Based on a use case such as this, you should start to think about ways of allowing this to happen in the API. Let’s call such a description of the actual steps that need to be done in the API a scenario. A scenario is in fact an answer to the question stated by the use case. The use case asks, “How do I do this?” and the scenario answers, “Well, you need to do this and that, and then you are done.” As an example, let’s see the answer to the use case for registering the JDBC driver:

The drivers are registered by making calls on JDBCDriverManager or by registering an XML file which describes the driver in the module layer. The XML file is described by the JDBC Driver DTD. An example of a registration file describing the JDBC driver for PostgreSQL follows:

<!DOCTYPE driver PUBLIC
     '-//NetBeans//DTD JDBC Driver 1.0//EN'
   'http://www.netbeans.org/dtds/jdbc-driver-1_0.dtd'
>
<driver>
<name value='postgresql-7'/>
 <display-name value='PostgreSQL (v7.0 and later)'/>
 <class value='org.postgresql.Driver'/>
 <urls>
   <url value='file:/folder1/folder2/drivers/pg74.1jdbc3.jar'/>
 </urls>
</driver>

This file should be registered in the Databases/JDBCDrivers folder of the module layer. To address a bundled JAR inside the IDE the nbinst protocol can be used in the URLs: nbinst:/modules/ext/bundled-driver.jar.

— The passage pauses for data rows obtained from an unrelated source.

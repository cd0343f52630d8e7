//! End-to-end upload and read flows on the in-memory ledger.

use std::collections::HashSet;
use std::sync::Arc;
use std::time::Duration;

use bytes::Bytes;
use futures::TryStreamExt;
use tempfile::TempDir;

use filevault_core::config::{StorageConfig, VersioningConfig};
use filevault_core::error::ErrorKind;
use filevault_core::traits::BlobStore;
use filevault_core::types::{FileVersionId, OwnerId};
use filevault_database::{MemoryLedger, VersionLedger};
use filevault_service::{
    DownloadService, FileService, NameLocks, RequestContext, UploadService, VersionContent,
    VersionResolver,
};
use filevault_storage::{LocalBlobStore, sha256_hex};

/// All services wired over one ledger and one temporary blob root.
struct TestVault {
    _root: TempDir,
    uploads: UploadService,
    resolver: VersionResolver,
    downloads: DownloadService,
    files: FileService,
    locks: NameLocks,
}

impl TestVault {
    async fn new() -> Self {
        let root = tempfile::tempdir().expect("temp dir");
        let ledger: Arc<dyn VersionLedger> = Arc::new(MemoryLedger::new());
        let blobs: Arc<dyn BlobStore> = Arc::new(
            LocalBlobStore::new(root.path().to_str().expect("utf-8 path"))
                .await
                .expect("blob store"),
        );

        let resolver = VersionResolver::new(ledger.clone());
        let locks = NameLocks::new();
        Self {
            _root: root,
            uploads: UploadService::new(
                ledger.clone(),
                blobs.clone(),
                locks.clone(),
                &StorageConfig::default(),
                &VersioningConfig::default(),
            ),
            downloads: DownloadService::new(resolver.clone(), blobs.clone()),
            files: FileService::new(ledger, blobs, locks.clone()),
            resolver,
            locks,
        }
    }
}

async fn read(content: VersionContent) -> Vec<u8> {
    let chunks: Vec<Bytes> = content.stream.try_collect().await.expect("read blob");
    chunks.concat()
}

#[tokio::test]
async fn report_pdf_scenario() {
    let vault = TestVault::new().await;
    let ctx = RequestContext::new(OwnerId::new());

    let v1 = vault
        .uploads
        .upload(&ctx, "report.pdf", Bytes::from_static(b"A"))
        .await
        .unwrap();
    assert_eq!(v1.version_number, 1);
    assert!(v1.is_current);
    assert_eq!(v1.content_digest, sha256_hex(b"A"));

    let v2 = vault
        .uploads
        .upload(&ctx, "report.pdf", Bytes::from_static(b"B"))
        .await
        .unwrap();
    assert_eq!(v2.version_number, 2);

    let versions = vault.files.list_versions(&ctx, "report.pdf").await.unwrap();
    assert_eq!(versions.len(), 2);
    assert!(!versions[0].is_current);
    assert!(versions[1].is_current);

    let err = vault
        .uploads
        .upload(&ctx, "report.pdf", Bytes::from_static(b"A"))
        .await
        .expect_err("duplicate");
    assert_eq!(err.kind, ErrorKind::DuplicateContent);
    assert_eq!(
        vault.files.list_versions(&ctx, "report.pdf").await.unwrap().len(),
        2
    );

    let latest = vault.downloads.open(&ctx, "report.pdf", None).await.unwrap();
    assert_eq!(latest.version.id, v2.id);
    assert_eq!(read(latest).await, b"B");

    let old = vault
        .downloads
        .open(&ctx, "report.pdf", Some(&v1.id.to_string()))
        .await
        .unwrap();
    assert_eq!(read(old).await, b"A");
}

#[tokio::test]
async fn sequential_uploads_number_from_one() {
    let vault = TestVault::new().await;
    let ctx = RequestContext::new(OwnerId::new());

    for n in 1..=5u8 {
        let version = vault
            .uploads
            .upload(&ctx, "log.txt", Bytes::from(vec![n; n as usize]))
            .await
            .unwrap();
        assert_eq!(version.version_number, i32::from(n));
    }

    let versions = vault.files.list_versions(&ctx, "log.txt").await.unwrap();
    let numbers: Vec<i32> = versions.iter().map(|v| v.version_number).collect();
    assert_eq!(numbers, vec![1, 2, 3, 4, 5]);
    let current: Vec<i32> = versions
        .iter()
        .filter(|v| v.is_current)
        .map(|v| v.version_number)
        .collect();
    assert_eq!(current, vec![5]);
}

#[tokio::test]
async fn same_bytes_under_two_names_are_independent() {
    let vault = TestVault::new().await;
    let ctx = RequestContext::new(OwnerId::new());
    let content = Bytes::from_static(b"shared");

    let a = vault.uploads.upload(&ctx, "a.txt", content.clone()).await.unwrap();
    let b = vault.uploads.upload(&ctx, "b.txt", content).await.unwrap();

    assert_eq!(a.content_digest, b.content_digest);
    assert_ne!(a.file_id, b.file_id);
    assert_ne!(a.storage_location, b.storage_location);
    assert_eq!(b.version_number, 1);
}

#[tokio::test]
async fn owners_do_not_share_files() {
    let vault = TestVault::new().await;
    let alice = RequestContext::new(OwnerId::new());
    let bob = RequestContext::new(OwnerId::new());

    vault
        .uploads
        .upload(&alice, "notes.md", Bytes::from_static(b"alice"))
        .await
        .unwrap();
    let bobs = vault
        .uploads
        .upload(&bob, "notes.md", Bytes::from_static(b"alice"))
        .await
        .unwrap();
    assert_eq!(bobs.version_number, 1);

    let err = vault
        .downloads
        .open(&RequestContext::new(OwnerId::new()), "notes.md", None)
        .await
        .expect_err("stranger");
    assert_eq!(err.kind, ErrorKind::NotFound);
}

#[tokio::test]
async fn empty_content_is_a_valid_version() {
    let vault = TestVault::new().await;
    let ctx = RequestContext::new(OwnerId::new());

    let version = vault
        .uploads
        .upload(&ctx, "empty", Bytes::new())
        .await
        .unwrap();
    assert_eq!(version.content_digest, sha256_hex(b""));

    let opened = vault.downloads.open(&ctx, "empty", None).await.unwrap();
    assert!(read(opened).await.is_empty());
}

#[tokio::test]
async fn resolver_falls_back_to_current() {
    let vault = TestVault::new().await;
    let ctx = RequestContext::new(OwnerId::new());

    let v1 = vault
        .uploads
        .upload(&ctx, "doc", Bytes::from_static(b"1"))
        .await
        .unwrap();
    let v2 = vault
        .uploads
        .upload(&ctx, "doc", Bytes::from_static(b"2"))
        .await
        .unwrap();

    let resolve = |id: Option<String>| {
        let resolver = vault.resolver.clone();
        let owner = ctx.owner_id;
        async move { resolver.resolve(owner, "doc", id.as_deref()).await.unwrap() }
    };

    assert_eq!(resolve(Some(v1.id.to_string())).await.unwrap().id, v1.id);
    assert_eq!(resolve(None).await.unwrap().id, v2.id);
    assert_eq!(resolve(Some("garbage".into())).await.unwrap().id, v2.id);
    assert_eq!(
        resolve(Some(FileVersionId::new().to_string()))
            .await
            .unwrap()
            .id,
        v2.id
    );

    assert!(
        vault
            .resolver
            .resolve(ctx.owner_id, "missing", None)
            .await
            .unwrap()
            .is_none()
    );
}

#[tokio::test(flavor = "multi_thread", worker_threads = 4)]
async fn concurrent_uploads_never_share_a_version_number() {
    let vault = Arc::new(TestVault::new().await);
    let ctx = RequestContext::new(OwnerId::new());

    let handles: Vec<_> = (0..8u8)
        .map(|i| {
            let vault = Arc::clone(&vault);
            let ctx = ctx.clone();
            tokio::spawn(async move {
                vault
                    .uploads
                    .upload(&ctx, "race.bin", Bytes::from(vec![i; 32]))
                    .await
            })
        })
        .collect();

    let mut numbers = HashSet::new();
    for handle in handles {
        let version = handle.await.unwrap().expect("distinct content uploads");
        assert!(numbers.insert(version.version_number));
    }
    assert_eq!(numbers, (1..=8).collect::<HashSet<i32>>());

    let versions = vault.files.list_versions(&ctx, "race.bin").await.unwrap();
    assert_eq!(versions.iter().filter(|v| v.is_current).count(), 1);
    assert_eq!(versions.last().map(|v| v.is_current), Some(true));
}

#[tokio::test(flavor = "multi_thread", worker_threads = 4)]
async fn concurrent_identical_uploads_store_once() {
    let vault = Arc::new(TestVault::new().await);
    let ctx = RequestContext::new(OwnerId::new());

    let handles: Vec<_> = (0..4)
        .map(|_| {
            let vault = Arc::clone(&vault);
            let ctx = ctx.clone();
            tokio::spawn(async move {
                vault
                    .uploads
                    .upload(&ctx, "same.bin", Bytes::from_static(b"identical"))
                    .await
            })
        })
        .collect();

    let mut stored = 0;
    for handle in handles {
        match handle.await.unwrap() {
            Ok(_) => stored += 1,
            Err(e) => assert_eq!(e.kind, ErrorKind::DuplicateContent),
        }
    }
    assert_eq!(stored, 1);
}

#[tokio::test]
async fn catalog_lists_and_deletes() {
    let vault = TestVault::new().await;
    let ctx = RequestContext::new(OwnerId::new());

    for name in ["b.txt", "a.txt"] {
        vault
            .uploads
            .upload(&ctx, name, Bytes::from(name.as_bytes().to_vec()))
            .await
            .unwrap();
    }

    let names: Vec<String> = vault
        .files
        .list_files(&ctx)
        .await
        .unwrap()
        .into_iter()
        .map(|f| f.file.file_name)
        .collect();
    assert_eq!(names, vec!["a.txt", "b.txt"]);

    let location = vault.files.list_versions(&ctx, "a.txt").await.unwrap()[0]
        .storage_location
        .clone();
    vault.files.delete_file(&ctx, "a.txt").await.unwrap();
    assert!(!std::path::Path::new(&location).exists());

    let err = vault
        .files
        .list_versions(&ctx, "a.txt")
        .await
        .expect_err("deleted");
    assert_eq!(err.kind, ErrorKind::NotFound);
    let err = vault
        .files
        .delete_file(&ctx, "a.txt")
        .await
        .expect_err("already deleted");
    assert_eq!(err.kind, ErrorKind::NotFound);

    let again = vault
        .uploads
        .upload(&ctx, "a.txt", Bytes::from_static(b"a.txt"))
        .await
        .unwrap();
    assert_eq!(again.version_number, 1);
}

#[tokio::test]
async fn missing_blob_is_storage_unavailable() {
    let vault = TestVault::new().await;
    let ctx = RequestContext::new(OwnerId::new());

    let version = vault
        .uploads
        .upload(&ctx, "gone.txt", Bytes::from_static(b"bytes"))
        .await
        .unwrap();
    std::fs::remove_file(&version.storage_location).unwrap();

    let err = vault
        .downloads
        .open(&ctx, "gone.txt", None)
        .await
        .expect_err("blob removed");
    assert_eq!(err.kind, ErrorKind::StorageUnavailable);
}

#[tokio::test]
async fn delete_waits_for_upload_on_same_name() {
    let vault = Arc::new(TestVault::new().await);
    let ctx = RequestContext::new(OwnerId::new());
    vault
        .uploads
        .upload(&ctx, "busy.txt", Bytes::from_static(b"v1"))
        .await
        .unwrap();

    let in_flight = vault.locks.acquire(ctx.owner_id, "busy.txt").await;
    let delete = {
        let vault = Arc::clone(&vault);
        let ctx = ctx.clone();
        tokio::spawn(async move { vault.files.delete_file(&ctx, "busy.txt").await })
    };

    tokio::time::sleep(Duration::from_millis(50)).await;
    assert!(!delete.is_finished());
    assert_eq!(
        vault.files.list_versions(&ctx, "busy.txt").await.unwrap().len(),
        1
    );

    drop(in_flight);
    tokio::time::timeout(Duration::from_secs(1), delete)
        .await
        .expect("delete proceeds once the name is free")
        .unwrap()
        .unwrap();
    let err = vault
        .files
        .list_versions(&ctx, "busy.txt")
        .await
        .expect_err("deleted");
    assert_eq!(err.kind, ErrorKind::NotFound);
}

The scenario links the abstract use case with its actual realization in the API. It describes which classes or interfaces you need to implement and where and how to put the declarative files to register them. Also, it provides links to deeper, more detailed APIs: the Javadoc of JDBCDriverManager and the Document Type Definition (DTD) for JDBC Driver. The idea behind this is that users of the API can quickly discover if they are interested in the use case, just by reading its abstract introduction. If so, you can get a basic idea of what needs to be done from the example described in the scenario. If that is not enough, the user knows where the ultimate source of documentation is found: in the Javadoc, DTDs, or sometimes also in the sources themselves.

The NetBeans documentation is structured in such a top-down way, and we believe that this organization helps our users to better navigate and find the information they need. However, we use the “use case,” “scenario,” and “Javadoc” separation for our internal purposes as well, because it helps us to evaluate whether the API is good.

The amoeba model shown earlier talks about the “differences” between the specification and actual implementation as the source of the most important problems in the maintenance of the APIs. That is why it’s reasonable to fight hard to make the differences as small as possible. However, to let this happen you need at least an adequate specification; otherwise there is nothing to measure the difference against.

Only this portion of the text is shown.